# Angel Eyes Taste



## lanabanana (Jul 2, 2011)

Has anyone had trouble getting your pup to eat Angel Eyes? I got the beef flavor and I've tried mixing it with water and just having Baxter lick it up (that worked once), mixing it with wet food (that worked once) and just sprinkling it on his dry food (never worked). Any other ideas? It's so expensive, I really don't want to throw a whole container away. Maybe I should have gotten a chicken flavor. Thanks!

Alanna


----------



## Suzi (Oct 27, 2010)

I don't know how much you have to give them because we have never used angel eyes. Try putting some in peanut butter or yogurt. I used to squish pills into cheese. Roll it up in deli meat.


----------



## Luciledodd (Sep 5, 2009)

Don't know about Angel Eyes but I can't get the comfortis pill down Rosie. If I just push it down her throat, she immediately pukes it up. If I wrap it in cheese, she spits it out, same with peanut butter or anything. So I grind it up and have tried all kinds of things. Yesterday I took all her food away and then late in the afternoon, I ground up the pill and mixed it with scrambled eggs and she devoured it all. Course she was hungry. That might not work next time. By the way, I did a stupid thing, I tasted the pill. It didn't have any taste at first, then it made my mouth feel perculiar. Can't discribe the feeling, I spit and spit and rinsed. The good news is I won't have any fleas either. lol


----------



## Flynn Gentry-Taylor (Jan 17, 2008)

Luciledodd said:


> Don't know about Angel Eyes but I can't get the comfortis pill down Rosie. If I just push it down her throat, she immediately pukes it up. If I wrap it in cheese, she spits it out, same with peanut butter or anything. So I grind it up and have tried all kinds of things. Yesterday I took all her food away and then late in the afternoon, I ground up the pill and mixed it with scrambled eggs and she devoured it all. Course she was hungry. That might not work next time. By the way, I did a stupid thing, I tasted the pill. It didn't have any taste at first, then it made my mouth feel perculiar. Can't discribe the feeling, I spit and spit and rinsed. The good news is I won't have any fleas either. lol


Probably exactly why Rosie does not like it, it makes her mouth feel funny. Yes, Rosie will probably know it is in the eggs the next time..


----------



## Luciledodd (Sep 5, 2009)

But like I said, brain-damaged that I am--at least Rosie and I won't have fleas for a few weeks. lol


----------



## Kathie (Jul 31, 2008)

We cut two small cubes of cheese and mold the one cube around the pill to cover it completely.

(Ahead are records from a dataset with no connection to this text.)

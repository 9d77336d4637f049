//! Reusable multi-event output buffer.

use crate::{Error, Result};

/// Flat numeric buffer holding one batch of per-event records.
///
/// The leading dimension is the batch size; the remaining dimensions are
/// fixed once established. Exclusively owned by one filler instance.
#[derive(Debug, Clone)]
pub struct BatchData {
    batch_size: usize,
    dim: Vec<usize>,
    dense_dim: Vec<usize>,
    data: Vec<f32>,
    cursor: usize,
}

impl BatchData {
    /// Creates an unshaped buffer for `batch_size` events.
    #[must_use]
    pub fn new(batch_size: usize) -> Self {
        Self {
            batch_size,
            dim: Vec::new(),
            dense_dim: Vec::new(),
            data: Vec::new(),
            cursor: 0,
        }
    }

    /// Configured number of events per batch.
    #[must_use]
    pub fn batch_size(&self) -> usize {
        self.batch_size
    }

    /// Buffer shape; empty until the first event establishes it.
    #[must_use]
    pub fn dim(&self) -> &[usize] {
        &self.dim
    }

    /// Dense-equivalent shape declared by the sparse path.
    #[must_use]
    pub fn dense_dim(&self) -> &[usize] {
        &self.dense_dim
    }

    /// Flat buffer contents.
    #[must_use]
    pub fn data(&self) -> &[f32] {
        &self.data
    }

    /// Total element count of the buffer.
    #[must_use]
    pub fn data_size(&self) -> usize {
        self.data.len()
    }

    /// Element count of one per-event record.
    #[must_use]
    pub fn entry_data_size(&self) -> usize {
        if self.dim.is_empty() {
            0
        } else {
            self.dim.iter().skip(1).product()
        }
    }

    /// Number of entries written into the current batch.
    #[must_use]
    pub fn entry_count(&self) -> usize {
        self.cursor
    }

    /// One filled per-event record, or `None` for an out-of-range slot.
    #[must_use]
    pub fn entry(&self, index: usize) -> Option<&[f32]> {
        if index >= self.batch_size {
            return None;
        }
        let size = self.entry_data_size();
        self.data.get(index * size..(index + 1) * size)
    }

    /// Declares the buffer shape.
    ///
    /// The first call allocates. Later calls with an identical shape are
    /// no-ops; a change confined to the leading dimension resizes in place
    /// and preserves already-filled records.
    ///
    /// # Errors
    /// Returns `DimMismatch` when a non-leading dimension changes.
    pub fn set_dim(&mut self, dim: &[usize]) -> Result<()> {
        if self.dim == dim {
            return Ok(());
        }
        if self.dim.is_empty() {
            self.dim = dim.to_vec();
            self.data = vec![0.0; dim.iter().product()];
            return Ok(());
        }
        if self.dim.len() == dim.len() && self.dim[1..] == dim[1..] {
            log::info!("batch size changed {} => {}", self.dim[0], dim[0]);
            self.dim[0] = dim[0];
            self.data.resize(dim.iter().product(), 0.0);
            return Ok(());
        }
        Err(Error::DimMismatch {
            expected: self.dim.clone(),
            found: dim.to_vec(),
        })
    }

    /// Declares the dense-equivalent shape of a sparse batch.
    pub fn set_dense_dim(&mut self, dim: &[usize]) {
        self.dense_dim = dim.to_vec();
    }

    /// Starts a new batch, applying a leading-dimension change if the
    /// configured batch size moved since the shape was established.
    ///
    /// # Errors
    /// Returns `DimMismatch` only on an internal shape inconsistency.
    pub fn begin_batch(&mut self, batch_size: usize) -> Result<()> {
        self.batch_size = batch_size;
        self.cursor = 0;
        if !self.dim.is_empty() && self.dim[0] != batch_size {
            let mut dim = self.dim.clone();
            dim[0] = batch_size;
            self.set_dim(&dim)?;
            if !self.dense_dim.is_empty() {
                self.dense_dim[0] = batch_size;
            }
        }
        Ok(())
    }

    /// Copies one completed per-event record into the next batch slot.
    ///
    /// # Errors
    /// Returns `BatchFull` when the batch already holds `batch_size`
    /// entries, or `EntrySizeMismatch` for a wrong record length.
    pub fn set_entry_data(&mut self, entry: &[f32]) -> Result<()> {
        let size = self.entry_data_size();
        if entry.len() != size {
            return Err(Error::EntrySizeMismatch {
                expected: size,
                actual: entry.len(),
            });
        }
        if self.cursor >= self.batch_size {
            return Err(Error::BatchFull(self.cursor));
        }
        let start = self.cursor * size;
        self.data[start..start + size].copy_from_slice(entry);
        self.cursor += 1;
        Ok(())
    }
}

#[cfg(test)]
mod tests {
    use super::*;

    #[test]
    fn test_set_dim_allocates_once() {
        let mut batch = BatchData::new(2);
        batch.set_dim(&[2, 3, 4]).unwrap();
        assert_eq!(batch.data_size(), 24);
        assert_eq!(batch.entry_data_size(), 12);
        // Identical shape is a no-op.
        batch.set_dim(&[2, 3, 4]).unwrap();
        assert_eq!(batch.data_size(), 24);
    }

    #[test]
    fn test_leading_dim_resize_preserves_entries() {
        let mut batch = BatchData::new(2);
        batch.set_dim(&[2, 4]).unwrap();
        batch.set_entry_data(&[1.0, 2.0, 3.0, 4.0]).unwrap();
        batch.set_entry_data(&[5.0, 6.0, 7.0, 8.0]).unwrap();

        batch.begin_batch(4).unwrap();
        assert_eq!(batch.dim(), &[4, 4]);
        assert_eq!(batch.data_size(), 16);
        // Previously-filled records keep their byte layout.
        assert_eq!(batch.entry(0).unwrap(), &[1.0, 2.0, 3.0, 4.0]);
        assert_eq!(batch.entry(1).unwrap(), &[5.0, 6.0, 7.0, 8.0]);
    }

    #[test]
    fn test_entry_out_of_range_is_none() {
        let mut batch = BatchData::new(2);
        batch.set_dim(&[2, 4]).unwrap();
        assert!(batch.entry(0).is_some());
        assert!(batch.entry(2).is_none());

        // An unshaped buffer yields empty records, never a panic.
        let unshaped = BatchData::new(2);
        assert!(unshaped.entry(0).unwrap().is_empty());
    }

    #[test]
    fn test_non_leading_dim_change_rejected() {
        let mut batch = BatchData::new(2);
        batch.set_dim(&[2, 4]).unwrap();
        let err = batch.set_dim(&[2, 5]).unwrap_err();
        assert!(matches!(err, Error::DimMismatch { .. }));
    }

    #[test]
    fn test_entry_bookkeeping() {
        let mut batch = BatchData::new(1);
        batch.set_dim(&[1, 2]).unwrap();
        let err = batch.set_entry_data(&[1.0]).unwrap_err();
        assert!(matches!(
            err,
            Error::EntrySizeMismatch {
                expected: 2,
                actual: 1
            }
        ));
        batch.set_entry_data(&[1.0, 2.0]).unwrap();
        let err = batch.set_entry_data(&[3.0, 4.0]).unwrap_err();
        assert!(matches!(err, Error::BatchFull(1)));
    }
}
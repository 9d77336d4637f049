//! Filler configuration surface.

use crate::{Error, Result};

#[cfg(feature = "serde")]
use serde::{Deserialize, Serialize};

/// Source layout of the producer's tensor stream.
#[derive(Debug, Clone, Copy, PartialEq, Eq)]
#[cfg_attr(feature = "serde", derive(Serialize, Deserialize))]
pub enum TensorType {
    /// Dense per-channel grids.
    Dense,
    /// Sparse voxel lists addressed by projection id.
    Sparse,
}

impl TensorType {
    /// Parses the `TensorType` configuration value.
    ///
    /// # Errors
    /// Any value outside `"dense"`/`"sparse"` is a fatal configuration
    /// error.
    pub fn parse(value: &str) -> Result<Self> {
        match value {
            "dense" => Ok(Self::Dense),
            "sparse" => Ok(Self::Sparse),
            other => Err(Error::UnsupportedTensorType(other.to_string())),
        }
    }
}

/// Fixed dimensionality of a filler instance. Exactly two variants exist;
/// no further extension is anticipated.
#[derive(Debug, Clone, Copy, PartialEq, Eq)]
#[cfg_attr(feature = "serde", derive(Serialize, Deserialize))]
pub enum Dimensionality {
    Two,
    Three,
}

impl Dimensionality {
    /// Tensor rank (2 or 3).
    #[must_use]
    pub fn rank(self) -> usize {
        match self {
            Self::Two => 2,
            Self::Three => 3,
        }
    }
}

/// Batch filler configuration.
#[derive(Debug, Clone)]
#[cfg_attr(feature = "serde", derive(Serialize, Deserialize))]
pub struct FillerConfig {
    /// Name of the source event-tensor stream.
    pub tensor_producer: String,
    /// Source layout; defaults to sparse.
    pub tensor_type: TensorType,
    /// Ordered output channel ids; `None` means natural order `0..N-1`
    /// inferred from the first event's object count.
    pub channels: Option<Vec<usize>>,
    /// Baseline value for unset sparse positions.
    pub empty_voxel_value: f32,
    /// Permit events with an empty tensor collection.
    pub allow_empty: bool,
}

impl FillerConfig {
    /// Creates a configuration with defaults for the given producer.
    #[must_use]
    pub fn new(tensor_producer: impl Into<String>) -> Self {
        Self {
            tensor_producer: tensor_producer.into(),
            tensor_type: TensorType::Sparse,
            channels: None,
            empty_voxel_value: 0.0,
            allow_empty: false,
        }
    }

    /// Sets the source layout.
    #[must_use]
    pub fn with_tensor_type(mut self, tensor_type: TensorType) -> Self {
        self.tensor_type = tensor_type;
        self
    }

    /// Sets an explicit channel list.
    #[must_use]
    pub fn with_channels(mut self, channels: Vec<usize>) -> Self {
        self.channels = Some(channels);
        self
    }

    /// Sets the sparse baseline fill value.
    #[must_use]
    pub fn with_empty_voxel_value(mut self, value: f32) -> Self {
        self.empty_voxel_value = value;
        self
    }

    /// Permits empty input collections.
    #[must_use]
    pub fn with_allow_empty(mut self, allow_empty: bool) -> Self {
        self.allow_empty = allow_empty;
        self
    }
}
impl<T: TensorRecord> TensorWriter<T> {
    /// Creates the four empty tables inside an empty group.
    ///
    /// # Errors
    /// Returns `AlreadyInitialized` when the group has members, or an HDF5
    /// error if a dataset cannot be created.
    pub fn initialize(group: &Group, options: StoreOptions) -> Result<Self> {
        if group.len() != 0 {
            return Err(Error::AlreadyInitialized(group.name()));
        }
        let extents = AppendTable::create(group, EXTENTS_NAME, EXTENTS_CHUNK, None)?;
        let object_extents =
            AppendTable::create(group, OBJECT_EXTENTS_NAME, OBJECT_EXTENTS_CHUNK, None)?;
        let metadata = AppendTable::create(group, METADATA_NAME, METADATA_CHUNK, None)?;
        let payload = AppendTable::create(
            group,
            PAYLOAD_NAME,
            PAYLOAD_CHUNK,
            options.payload_compression,
        )?;
        Ok(Self {
            extents,
            object_extents,
            metadata,
            payload,
        })
    }

    /// Reopens an initialized group for continued appends.
    ///
    /// # Errors
    /// Returns an error when any of the four tables is missing.
    pub fn open(group: &Group) -> Result<Self> {
        Ok(Self {
            extents: AppendTable::open(group, EXTENTS_NAME)?,
            object_extents: AppendTable::open(group, OBJECT_EXTENTS_NAME)?,
            metadata: AppendTable::open(group, METADATA_NAME)?,
            payload: AppendTable::open(group, PAYLOAD_NAME)?,
        })
    }

    /// Number of events appended so far.
    #[must_use]
    pub fn len(&self) -> u64 {
        self.extents.len()
    }

    /// Returns true if no events have been appended.
    #[must_use]
    pub fn is_empty(&self) -> bool {
        self.extents.is_empty()
    }

    /// Appends one event's ordered tensor collection, returning its index.
    ///
    /// A zero-object event writes only the extents row; the child tables
    /// are untouched.
    ///
    /// # Errors
    /// Returns an error on any failed table write. The group is left
    /// inconsistent on mid-sequence failure (fail-fast, no rollback).
    pub fn append(&mut self, tensors: &[T]) -> Result<u64> {
        let event = self.extents.len();
        self.extents.append_rows(&[Extents {
            first: self.object_extents.len(),
            n: tensors.len() as u64,
        }])?;
        if tensors.is_empty() {
            return Ok(event);
        }

        let mut cursor = self.payload.len();
        let mut object_rows = Vec::with_capacity(tensors.len());
        let mut meta_rows = Vec::with_capacity(tensors.len());
        let mut samples: Vec<T::Sample> = Vec::new();
        for (position, tensor) in tensors.iter().enumerate() {
            let n = tensor.payload_len();
            object_rows.push(IdExtents {
                id: tensor.extent_id(position),
                first: cursor,
                n,
            });
            meta_rows.push(MetaRecord::from(tensor.meta()));
            tensor.encode_payload(&mut samples);
            cursor += n;
        }

        self.object_extents.append_rows(&object_rows)?;
        self.metadata.append_rows(&meta_rows)?;
        self.payload.append_rows(&samples)?;
        Ok(event)
    }
}

/// Shared-read handle for one tensor category.
///
/// Reads take `&self` and hold no mutable cursor; separate handles on the
/// same group may be used from parallel loader workers.
pub struct TensorReader<T: TensorRecord> {
    extents: AppendTable<Extents>,
    object_extents: AppendTable<IdExtents>,
    metadata: AppendTable<MetaRecord>,
    payload: AppendTable<T::Sample>,
}

impl<T: TensorRecord> TensorReader<T> {
    /// Opens an initialized category group.
    ///
    /// # Errors
    /// Returns an error when any of the four tables is missing.
    pub fn open(group: &Group) -> Result<Self> {
        Ok(Self {
            extents: AppendTable::open(group, EXTENTS_NAME)?,
            object_extents: AppendTable::open(group, OBJECT_EXTENTS_NAME)?,
            metadata: AppendTable::open(group, METADATA_NAME)?,
            payload: AppendTable::open(group, PAYLOAD_NAME)?,
        })
    }

    /// Number of stored events.
    #[must_use]
    pub fn len(&self) -> u64 {
        self.extents.len()
    }

    /// Returns true if no events are stored.
    #[must_use]
    pub fn is_empty(&self) -> bool {
        self.extents.is_empty()
    }

    /// Materializes the ordered tensor collection of one event.
    ///
    /// # Errors
    /// Returns `IndexOutOfRange` for an event index past the end, or an
    /// error when stored records cannot be reconstructed.
    pub fn read(&self, event: u64) -> Result<Vec<T>> {
        if event >= self.extents.len() {
            return Err(Error::IndexOutOfRange {
                index: event,
                len: self.extents.len(),
            });
        }
        let extent = self.extents.read_row(event)?;
        if extent.n == 0 {
            return Ok(Vec::new());
        }

        let object_rows = self.object_extents.read_slice(extent.first, extent.n)?;
        let meta_rows = self.metadata.read_slice(extent.first, extent.n)?;

        let mut tensors = Vec::with_capacity(object_rows.len());
        for (row, meta_row) in object_rows.iter().zip(&meta_rows) {
            // Offsets are explicit per row, never recomputed.
            let samples = self.payload.read_slice(row.first, row.n)?;
            let meta = TensorMeta::try_from(*meta_row)?;
            tensors.push(T::decode_payload(meta, samples)?);
        }
        Ok(tensors)
    }
}
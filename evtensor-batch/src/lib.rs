//! evtensor-batch: Assembles per-event tensors into fixed-shape batches.
//!
//! A [`TensorFiller`] consumes one event's dense or sparse tensor
//! collection from an [`EventSource`] and writes a flat per-event record
//! into its own reusable [`BatchData`] buffer, handling dense/sparse
//! layout conversion, channel remapping, and shape-drift detection.
//!

pub mod batch;
pub mod config;
mod error;
pub mod filler;
pub mod registry;
pub mod source;

pub use batch::BatchData;
pub use config::{Dimensionality, FillerConfig, TensorType};
pub use error::{Error, Result};
pub use filler::TensorFiller;
pub use registry::{FillerFactory, FillerRegistry};
pub use source::{EventSource, MemorySource, StoreSource};
//! Event tensor sources feeding the filler.

use evtensor_core::{DenseTensor, SparseTensor};
use evtensor_io::TensorReader;
use std::collections::HashMap;

use crate::Result;

/// Named-product fetch for the current event's tensor collections.
///
/// An unknown producer yields an empty collection; whether that is fatal
/// is the filler's `allow_empty` decision.
pub trait EventSource {
    /// Dense tensor collection for the named producer.
    ///
    /// # Errors
    /// Returns an error when the source fails to materialize the event.
    fn dense_tensors(&self, producer: &str) -> Result<&[DenseTensor]>;

    /// Sparse tensor collection for the named producer.
    ///
    /// # Errors
    /// Returns an error when the source fails to materialize the event.
    fn sparse_tensors(&self, producer: &str) -> Result<&[SparseTensor]>;
}

/// In-memory source holding one event's collections, keyed by producer.
#[derive(Debug, Default)]
pub struct MemorySource {
    dense: HashMap<String, Vec<DenseTensor>>,
    sparse: HashMap<String, Vec<SparseTensor>>,
}

impl MemorySource {
    /// Creates an empty source.
    #[must_use]
    pub fn new() -> Self {
        Self::default()
    }

    /// Replaces the dense collection for a producer.
    pub fn insert_dense(&mut self, producer: impl Into<String>, tensors: Vec<DenseTensor>) {
        self.dense.insert(producer.into(), tensors);
    }

    /// Replaces the sparse collection for a producer.
    pub fn insert_sparse(&mut self, producer: impl Into<String>, tensors: Vec<SparseTensor>) {
        self.sparse.insert(producer.into(), tensors);
    }
}

impl EventSource for MemorySource {
    fn dense_tensors(&self, producer: &str) -> Result<&[DenseTensor]> {
        Ok(self.dense.get(producer).map_or(&[], Vec::as_slice))
    }

    fn sparse_tensors(&self, producer: &str) -> Result<&[SparseTensor]> {
        Ok(self.sparse.get(producer).map_or(&[], Vec::as_slice))
    }
}

/// Store-backed source that materializes one event at a time from
/// category readers.
///
/// Each instance owns its readers and cache, so parallel loader workers
/// can each run their own source over the same container.
#[derive(Default)]
pub struct StoreSource {
    dense_readers: HashMap<String, TensorReader<DenseTensor>>,
    sparse_readers: HashMap<String, TensorReader<SparseTensor>>,
    dense_cache: HashMap<String, Vec<DenseTensor>>,
    sparse_cache: HashMap<String, Vec<SparseTensor>>,
}

impl StoreSource {
    /// Creates a source with no producers attached.
    #[must_use]
    pub fn new() -> Self {
        Self::default()
    }

    /// Attaches a dense category reader under a producer name.
    pub fn add_dense_producer(
        &mut self,
        producer: impl Into<String>,
        reader: TensorReader<DenseTensor>,
    ) {
        self.dense_readers.insert(producer.into(), reader);
    }

    /// Attaches a sparse category reader under a producer name.
    pub fn add_sparse_producer(
        &mut self,
        producer: impl Into<String>,
        reader: TensorReader<SparseTensor>,
    ) {
        self.sparse_readers.insert(producer.into(), reader);
    }

    /// Materializes every attached producer's collection for one event.
    ///
    /// # Errors
    /// Returns a storage error when any read fails, including an
    /// out-of-range event index.
    pub fn load_event(&mut self, event: u64) -> Result<()> {
        for (producer, reader) in &self.dense_readers {
            self.dense_cache.insert(producer.clone(), reader.read(event)?);
        }
        for (producer, reader) in &self.sparse_readers {
            self.sparse_cache
                .insert(producer.clone(), reader.read(event)?);
        }
        Ok(())
    }
}

impl EventSource for StoreSource {
    fn dense_tensors(&self, producer: &str) -> Result<&[DenseTensor]> {
        Ok(self.dense_cache.get(producer).map_or(&[], Vec::as_slice))
    }

    fn sparse_tensors(&self, producer: &str) -> Result<&[SparseTensor]> {
        Ok(self.sparse_cache.get(producer).map_or(&[], Vec::as_slice))
    }
}
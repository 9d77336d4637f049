//! On-disk record layouts for the four category tables.
//!
//! These compound types define the storage contract: `Extents` rows are
//! written exactly once per event at the event's own index, `IdExtents`
//! and `MetaRecord` rows are index-aligned one per tensor object, and the
//! payload table holds either raw `f32` samples (dense) or `VoxelRecord`
//! pairs (sparse).

use evtensor_core::meta::{TensorMeta, MAX_DIMS};
use hdf5::H5Type;

use crate::{Error, Result};

/// One event's slice of the object tables: `[first, first + n)`.
#[derive(H5Type, Clone, Copy, Debug, PartialEq, Eq)]
#[repr(C)]
pub struct Extents {
    /// First object row belonging to the event.
    pub first: u64,
    /// Number of object rows.
    pub n: u64,
}

/// One tensor object's id and payload slice.
#[derive(H5Type, Clone, Copy, Debug, PartialEq, Eq)]
#[repr(C)]
pub struct IdExtents {
    /// Positional index (dense) or projection id (sparse).
    pub id: i32,
    /// First payload element belonging to the object.
    pub first: u64,
    /// Number of payload elements.
    pub n: u64,
}

/// Flat geometry descriptor, index-aligned with [`IdExtents`].
#[derive(H5Type, Clone, Copy, Debug, PartialEq)]
#[repr(C)]
pub struct MetaRecord {
    pub projection_id: i32,
    pub n_dims: u32,
    pub number_of_voxels: [u64; MAX_DIMS],
    pub image_size: [f64; MAX_DIMS],
    pub origin: [f64; MAX_DIMS],
}

/// Sparse payload sample.
#[derive(H5Type, Clone, Copy, Debug, PartialEq)]
#[repr(C)]
pub struct VoxelRecord {
    pub id: u64,
    pub value: f32,
}

impl From<&TensorMeta> for MetaRecord {
    fn from(meta: &TensorMeta) -> Self {
        Self {
            projection_id: meta.projection_id(),
            n_dims: meta.n_dims(),
            number_of_voxels: meta.voxel_counts(),
            image_size: meta.image_sizes(),
            origin: meta.origins(),
        }
    }
}

impl TryFrom<MetaRecord> for TensorMeta {
    type Error = Error;

    fn try_from(record: MetaRecord) -> Result<Self> {
        Ok(TensorMeta::from_parts(
            record.projection_id,
            record.n_dims,
            record.number_of_voxels,
            record.image_size,
            record.origin,
        )?)
    }
}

Then we give the non-pill cheese cube first (just in case they're suspicious!) and then they automatically inhale the second piece with no worries!


----------



## TilliesMom (Sep 30, 2010)

for angel eyes, I would try mixing it into 1 tablespoon of yogurt!


----------



## Missy (Nov 6, 2006)

yogurt or cheese is my boys favorite medicine hider. I agree the trick is to make a game out of it with some non tainted goodies first... tricks for unadulterated cheese, sneak in the piece with angel eyes and then a few more plain cheese. (or some yogurt on a spoon)


----------



## lanabanana (Jul 2, 2011)

*Update......*

The cream cheese did the trick. I mix the Angel Eyes with a couple of drops of water and then mix the whole thing in about 2 tsp of cream cheese. He gobbles it up like there's no tomorrow. Thanks for the help!

Alanna


----------



## Honey Poney's (Jun 21, 2007)

Luciledodd said:


> But like I said, brain-damaged that I am--at least Rosie and I won't have fleas for a few weeks. lol


Oh now,
still laughing.


----------



## Luciledodd (Sep 5, 2009)

I'm glad this came up again. I have to give Rosie her comfortis again. This time I won't have any. She puked up her heart-worm meds this month. As we know dogs don't chew and that was all that came up in two pieces. I didn't redose her. Can't imagine why after all this time of getting it. The one thing she takes right out of my hand like a treat.


----------



## Mom2Izzo (Jul 1, 2009)

I mix Angel Eyes with plain greek yogurt or vanilla flavored for Izzo. We use the chicken flavored AE. He loves the yogurt as a treat.


----------



## davetgabby (Dec 29, 2007)

keep in mind Angel Eyes, is an antibiotic.


----------



## JCChaplin (Oct 2, 2007)

Ok. Some of you will think I am crazy, but I noticed my hav didn't seem to like the angel eyes either. Out of curiosity, I tasted a tiny bit. No wonder they don't like it!! It doesn't taste anything like chicken or beef. It's bitter like medicine and nasty!!


----------



## Luciledodd (Sep 5, 2009)

No JC, I don't because I am the one that tasted the Comfortis last month. I wish that I could just put pills down Rosie's throat like I did with all my other dogs. I swear if I get it back there and she swallows, as soon as I turn her loose, she pukes it back up. Really a pain getting her to take meds. This morning I ground up the Comfortis and put in hamburger for her. I had stirred so that there couldn't have been more than a grain of sand size on any bite. But she picked out several pieces and put them on the floor. I put back in bowl and added more hambuger. finally got it all down her. Maybe it will frost next month and we won't have to do this again until next summer.


----------



## DonnaC (Jul 31, 2011)

I cannot believe you tried the pill!


----------



## Luciledodd (Sep 5, 2009)

I admit that I am braindamaged. Guess we can infer that JC is also. lol Rosie puked up her heartworm med last week. I couldn't bring myself to taste it before I gave it to her.


----------



## JCChaplin (Oct 2, 2007)

It"s all in the name of love!!


----------



## Flynn Gentry-Taylor (Jan 17, 2008)

So being an antibiotic, with which food should it be mixed? For those of you using Angel Eyes, has it cleared up the problem, and when do you stop?


----------